**MATERIAL FOR THE TASK**
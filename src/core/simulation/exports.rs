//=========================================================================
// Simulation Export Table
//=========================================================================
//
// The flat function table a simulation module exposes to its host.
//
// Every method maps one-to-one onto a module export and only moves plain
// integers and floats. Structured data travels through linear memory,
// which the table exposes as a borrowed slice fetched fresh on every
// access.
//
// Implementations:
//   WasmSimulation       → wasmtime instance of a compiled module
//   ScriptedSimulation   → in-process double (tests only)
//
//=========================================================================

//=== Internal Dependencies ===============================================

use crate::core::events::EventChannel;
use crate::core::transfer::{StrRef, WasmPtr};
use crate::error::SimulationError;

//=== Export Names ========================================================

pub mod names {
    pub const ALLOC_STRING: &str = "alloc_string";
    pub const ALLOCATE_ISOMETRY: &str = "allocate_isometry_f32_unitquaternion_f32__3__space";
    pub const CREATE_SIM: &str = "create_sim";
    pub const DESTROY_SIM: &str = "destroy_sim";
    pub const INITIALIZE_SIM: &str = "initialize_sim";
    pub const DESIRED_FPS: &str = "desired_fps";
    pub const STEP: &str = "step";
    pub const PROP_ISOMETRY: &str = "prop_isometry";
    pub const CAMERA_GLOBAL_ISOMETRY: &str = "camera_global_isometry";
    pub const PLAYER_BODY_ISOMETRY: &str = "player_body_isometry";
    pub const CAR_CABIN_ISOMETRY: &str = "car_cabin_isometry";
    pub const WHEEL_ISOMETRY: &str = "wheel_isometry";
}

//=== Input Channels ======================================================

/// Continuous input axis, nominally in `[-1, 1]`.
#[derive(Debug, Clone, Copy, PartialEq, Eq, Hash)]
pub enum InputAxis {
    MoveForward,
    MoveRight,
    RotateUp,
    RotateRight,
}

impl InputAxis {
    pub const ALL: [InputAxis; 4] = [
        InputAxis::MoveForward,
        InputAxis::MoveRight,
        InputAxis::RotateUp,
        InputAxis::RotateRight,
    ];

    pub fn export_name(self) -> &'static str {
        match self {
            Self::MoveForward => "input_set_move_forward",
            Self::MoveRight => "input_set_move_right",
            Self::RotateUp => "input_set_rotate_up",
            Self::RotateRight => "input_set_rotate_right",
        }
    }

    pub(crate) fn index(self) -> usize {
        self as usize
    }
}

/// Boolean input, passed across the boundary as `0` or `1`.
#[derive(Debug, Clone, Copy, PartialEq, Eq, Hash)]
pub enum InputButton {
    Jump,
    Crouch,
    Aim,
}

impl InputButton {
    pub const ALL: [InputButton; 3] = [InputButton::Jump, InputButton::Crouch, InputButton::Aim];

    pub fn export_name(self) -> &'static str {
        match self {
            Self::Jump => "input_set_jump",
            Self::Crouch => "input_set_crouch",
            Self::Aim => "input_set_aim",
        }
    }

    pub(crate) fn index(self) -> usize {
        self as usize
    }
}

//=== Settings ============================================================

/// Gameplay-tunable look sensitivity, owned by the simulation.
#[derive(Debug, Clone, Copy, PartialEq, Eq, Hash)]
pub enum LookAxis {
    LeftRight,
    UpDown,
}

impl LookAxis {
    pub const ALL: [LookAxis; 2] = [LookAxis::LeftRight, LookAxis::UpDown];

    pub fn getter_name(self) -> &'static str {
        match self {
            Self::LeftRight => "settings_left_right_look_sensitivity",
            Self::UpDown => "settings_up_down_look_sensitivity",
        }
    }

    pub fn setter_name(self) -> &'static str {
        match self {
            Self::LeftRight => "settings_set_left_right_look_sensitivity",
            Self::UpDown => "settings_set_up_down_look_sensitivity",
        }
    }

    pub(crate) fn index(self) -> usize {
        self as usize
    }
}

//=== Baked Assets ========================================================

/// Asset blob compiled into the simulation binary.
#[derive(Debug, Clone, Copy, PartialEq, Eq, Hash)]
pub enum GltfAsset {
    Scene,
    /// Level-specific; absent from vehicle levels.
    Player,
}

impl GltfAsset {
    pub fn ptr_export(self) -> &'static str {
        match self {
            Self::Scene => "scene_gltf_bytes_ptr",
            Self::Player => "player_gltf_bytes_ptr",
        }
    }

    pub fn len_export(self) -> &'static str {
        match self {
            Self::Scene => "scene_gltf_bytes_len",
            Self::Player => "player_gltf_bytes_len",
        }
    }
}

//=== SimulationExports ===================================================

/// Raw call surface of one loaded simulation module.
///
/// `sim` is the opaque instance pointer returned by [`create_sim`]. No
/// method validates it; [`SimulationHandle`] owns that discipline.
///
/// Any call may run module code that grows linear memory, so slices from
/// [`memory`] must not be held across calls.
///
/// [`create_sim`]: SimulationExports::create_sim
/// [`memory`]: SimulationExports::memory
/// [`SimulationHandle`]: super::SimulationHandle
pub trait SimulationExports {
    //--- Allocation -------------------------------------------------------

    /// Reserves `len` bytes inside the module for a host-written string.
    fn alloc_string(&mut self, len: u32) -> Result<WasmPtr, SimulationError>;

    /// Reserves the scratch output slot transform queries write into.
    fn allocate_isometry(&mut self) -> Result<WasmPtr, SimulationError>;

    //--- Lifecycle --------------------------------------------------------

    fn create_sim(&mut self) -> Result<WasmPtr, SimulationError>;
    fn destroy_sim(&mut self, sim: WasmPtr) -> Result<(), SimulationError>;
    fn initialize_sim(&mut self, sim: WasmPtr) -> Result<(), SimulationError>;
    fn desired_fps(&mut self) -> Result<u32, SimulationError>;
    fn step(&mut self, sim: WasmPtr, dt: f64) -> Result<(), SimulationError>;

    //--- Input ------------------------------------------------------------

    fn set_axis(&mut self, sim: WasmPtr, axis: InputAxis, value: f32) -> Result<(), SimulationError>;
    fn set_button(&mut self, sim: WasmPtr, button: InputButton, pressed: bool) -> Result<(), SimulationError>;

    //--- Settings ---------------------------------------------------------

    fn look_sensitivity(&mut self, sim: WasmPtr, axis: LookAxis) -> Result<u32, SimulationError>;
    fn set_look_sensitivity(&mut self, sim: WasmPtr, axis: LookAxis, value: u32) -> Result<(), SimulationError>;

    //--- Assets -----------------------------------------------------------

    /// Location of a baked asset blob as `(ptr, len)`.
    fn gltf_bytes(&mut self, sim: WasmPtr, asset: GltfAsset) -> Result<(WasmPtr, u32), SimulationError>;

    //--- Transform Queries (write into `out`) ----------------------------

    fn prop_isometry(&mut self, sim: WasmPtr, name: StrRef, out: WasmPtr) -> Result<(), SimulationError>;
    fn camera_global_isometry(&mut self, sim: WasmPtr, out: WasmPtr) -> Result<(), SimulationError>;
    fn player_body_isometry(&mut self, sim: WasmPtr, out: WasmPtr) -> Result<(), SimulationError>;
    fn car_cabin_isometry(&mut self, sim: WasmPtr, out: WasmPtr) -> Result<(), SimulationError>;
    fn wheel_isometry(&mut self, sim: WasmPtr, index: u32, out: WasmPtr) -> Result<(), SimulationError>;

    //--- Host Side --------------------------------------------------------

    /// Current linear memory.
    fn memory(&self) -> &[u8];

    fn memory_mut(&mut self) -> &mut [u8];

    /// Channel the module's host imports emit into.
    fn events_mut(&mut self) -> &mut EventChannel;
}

**TASK**
Please make an exact copy of every record, leaving nothing out.

**ANSWER BELOW**
filename src/core/simulation/exports.rs
//=========================================================================
// Simulation Export Table
//=========================================================================
//
// The flat function table a simulation module exposes to its host.
//
// Every method maps one-to-one onto a module export and only moves plain
// integers and floats. Structured data travels through linear memory,
// which the table exposes as a borrowed slice fetched fresh on every
// access.
//
// Implementations:
//   WasmSimulation       → wasmtime instance of a compiled module
//   ScriptedSimulation   → in-process double (tests only)
//
//=========================================================================

//=== Internal Dependencies ===============================================

use crate::core::events::EventChannel;
use crate::core::transfer::{StrRef, WasmPtr};
use crate::error::SimulationError;

//=== Export Names ========================================================

pub mod names {
    pub const ALLOC_STRING: &str = "alloc_string";
    pub const ALLOCATE_ISOMETRY: &str = "allocate_isometry_f32_unitquaternion_f32__3__space";
    pub const CREATE_SIM: &str = "create_sim";
    pub const DESTROY_SIM: &str = "destroy_sim";
    pub const INITIALIZE_SIM: &str = "initialize_sim";
    pub const DESIRED_FPS: &str = "desired_fps";
    pub const STEP: &str = "step";
    pub const PROP_ISOMETRY: &str = "prop_isometry";
    pub const CAMERA_GLOBAL_ISOMETRY: &str = "camera_global_isometry";
    pub const PLAYER_BODY_ISOMETRY: &str = "player_body_isometry";
    pub const CAR_CABIN_ISOMETRY: &str = "car_cabin_isometry";
    pub const WHEEL_ISOMETRY: &str = "wheel_isometry";
}

//=== Input Channels ======================================================

/// Continuous input axis, nominally in `[-1, 1]`.
#[derive(Debug, Clone, Copy, PartialEq, Eq, Hash)]
pub enum InputAxis {
    MoveForward,
    MoveRight,
    RotateUp,
    RotateRight,
}

impl InputAxis {
    pub const ALL: [InputAxis; 4] = [
        InputAxis::MoveForward,
        InputAxis::MoveRight,
        InputAxis::RotateUp,
        InputAxis::RotateRight,
    ];

    pub fn export_name(self) -> &'static str {
        match self {
            Self::MoveForward => "input_set_move_forward",
            Self::MoveRight => "input_set_move_right",
            Self::RotateUp => "input_set_rotate_up",
            Self::RotateRight => "input_set_rotate_right",
        }
    }

    pub(crate) fn index(self) -> usize {
        self as usize
    }
}

/// Boolean input, passed across the boundary as `0` or `1`.
#[derive(Debug, Clone, Copy, PartialEq, Eq, Hash)]
pub enum InputButton {
    Jump,
    Crouch,
    Aim,
}

impl InputButton {
    pub const ALL: [InputButton; 3] = [InputButton::Jump, InputButton::Crouch, InputButton::Aim];

    pub fn export_name(self) -> &'static str {
        match self {
            Self::Jump => "input_set_jump",
            Self::Crouch => "input_set_crouch",
            Self::Aim => "input_set_aim",
        }
    }

    pub(crate) fn index(self) -> usize {
        self as usize
    }
}

//=== Settings ============================================================

/// Gameplay-tunable look sensitivity, owned by the simulation.
#[derive(Debug, Clone, Copy, PartialEq, Eq, Hash)]
pub enum LookAxis {
    LeftRight,
    UpDown,
}

impl LookAxis {
    pub const ALL: [LookAxis; 2] = [LookAxis::LeftRight, LookAxis::UpDown];

    pub fn getter_name(self) -> &'static str {
        match self {
            Self::LeftRight => "settings_left_right_look_sensitivity",
            Self::UpDown => "settings_up_down_look_sensitivity",
        }
    }

    pub fn setter_name(self) -> &'static str {
        match self {
            Self::LeftRight => "settings_set_left_right_look_sensitivity",
            Self::UpDown => "settings_set_up_down_look_sensitivity",
        }
    }

    pub(crate) fn index(self) -> usize {
        self as usize
    }
}

//=== Baked Assets ========================================================

/// Asset blob compiled into the simulation binary.
#[derive(Debug, Clone, Copy, PartialEq, Eq, Hash)]
pub enum GltfAsset {
    Scene,
    /// Level-specific; absent from vehicle levels.
    Player,
}

impl GltfAsset {
    pub fn ptr_export(self) -> &'static str {
        match self {
            Self::Scene => "scene_gltf_bytes_ptr",
            Self::Player => "player_gltf_bytes_ptr",
        }
    }

    pub fn len_export(self) -> &'static str {
        match self {
            Self::Scene => "scene_gltf_bytes_len",
            Self::Player => "player_gltf_bytes_len",
        }
    }
}

//=== SimulationExports ===================================================

/// Raw call surface of one loaded simulation module.
///
/// `sim` is the opaque instance pointer returned by [`create_sim`]. No
/// method validates it; [`SimulationHandle`] owns that discipline.
///
/// Any call may run module code that grows linear memory, so slices from
/// [`memory`] must not be held across calls.
///
/// [`create_sim`]: SimulationExports::create_sim
/// [`memory`]: SimulationExports::memory
/// [`SimulationHandle`]: super::SimulationHandle
pub trait SimulationExports {
    //--- Allocation -------------------------------------------------------

    /// Reserves `len` bytes inside the module for a host-written string.
    fn alloc_string(&mut self, len: u32) -> Result<WasmPtr, SimulationError>;

    /// Reserves the scratch output slot transform queries write into.
    fn allocate_isometry(&mut self) -> Result<WasmPtr, SimulationError>;

    //--- Lifecycle --------------------------------------------------------

    fn create_sim(&mut self) -> Result<WasmPtr, SimulationError>;
    fn destroy_sim(&mut self, sim: WasmPtr) -> Result<(), SimulationError>;
    fn initialize_sim(&mut self, sim: WasmPtr) -> Result<(), SimulationError>;
    fn desired_fps(&mut self) -> Result<u32, SimulationError>;
    fn step(&mut self, sim: WasmPtr, dt: f64) -> Result<(), SimulationError>;

    //--- Input ------------------------------------------------------------

    fn set_axis(&mut self, sim: WasmPtr, axis: InputAxis, value: f32) -> Result<(), SimulationError>;
    fn set_button(&mut self, sim: WasmPtr, button: InputButton, pressed: bool) -> Result<(), SimulationError>;

    //--- Settings ---------------------------------------------------------

    fn look_sensitivity(&mut self, sim: WasmPtr, axis: LookAxis) -> Result<u32, SimulationError>;
    fn set_look_sensitivity(&mut self, sim: WasmPtr, axis: LookAxis, value: u32) -> Result<(), SimulationError>;

    //--- Assets -----------------------------------------------------------

    /// Location of a baked asset blob as `(ptr, len)`.
    fn gltf_bytes(&mut self, sim: WasmPtr, asset: GltfAsset) -> Result<(WasmPtr, u32), SimulationError>;

    //--- Transform Queries (write into `out`) ----------------------------

    fn prop_isometry(&mut self, sim: WasmPtr, name: StrRef, out: WasmPtr) -> Result<(), SimulationError>;
    fn camera_global_isometry(&mut self, sim: WasmPtr, out: WasmPtr) -> Result<(), SimulationError>;
    fn player_body_isometry(&mut self, sim: WasmPtr, out: WasmPtr) -> Result<(), SimulationError>;
    fn car_cabin_isometry(&mut self, sim: WasmPtr, out: WasmPtr) -> Result<(), SimulationError>;
    fn wheel_isometry(&mut self, sim: WasmPtr, index: u32, out: WasmPtr) -> Result<(), SimulationError>;

    //--- Host Side --------------------------------------------------------

    /// Current linear memory.
    fn memory(&self) -> &[u8];

    fn memory_mut(&mut self) -> &mut [u8];

    /// Channel the module's host imports emit into.
    fn events_mut(&mut self) -> &mut EventChannel;
}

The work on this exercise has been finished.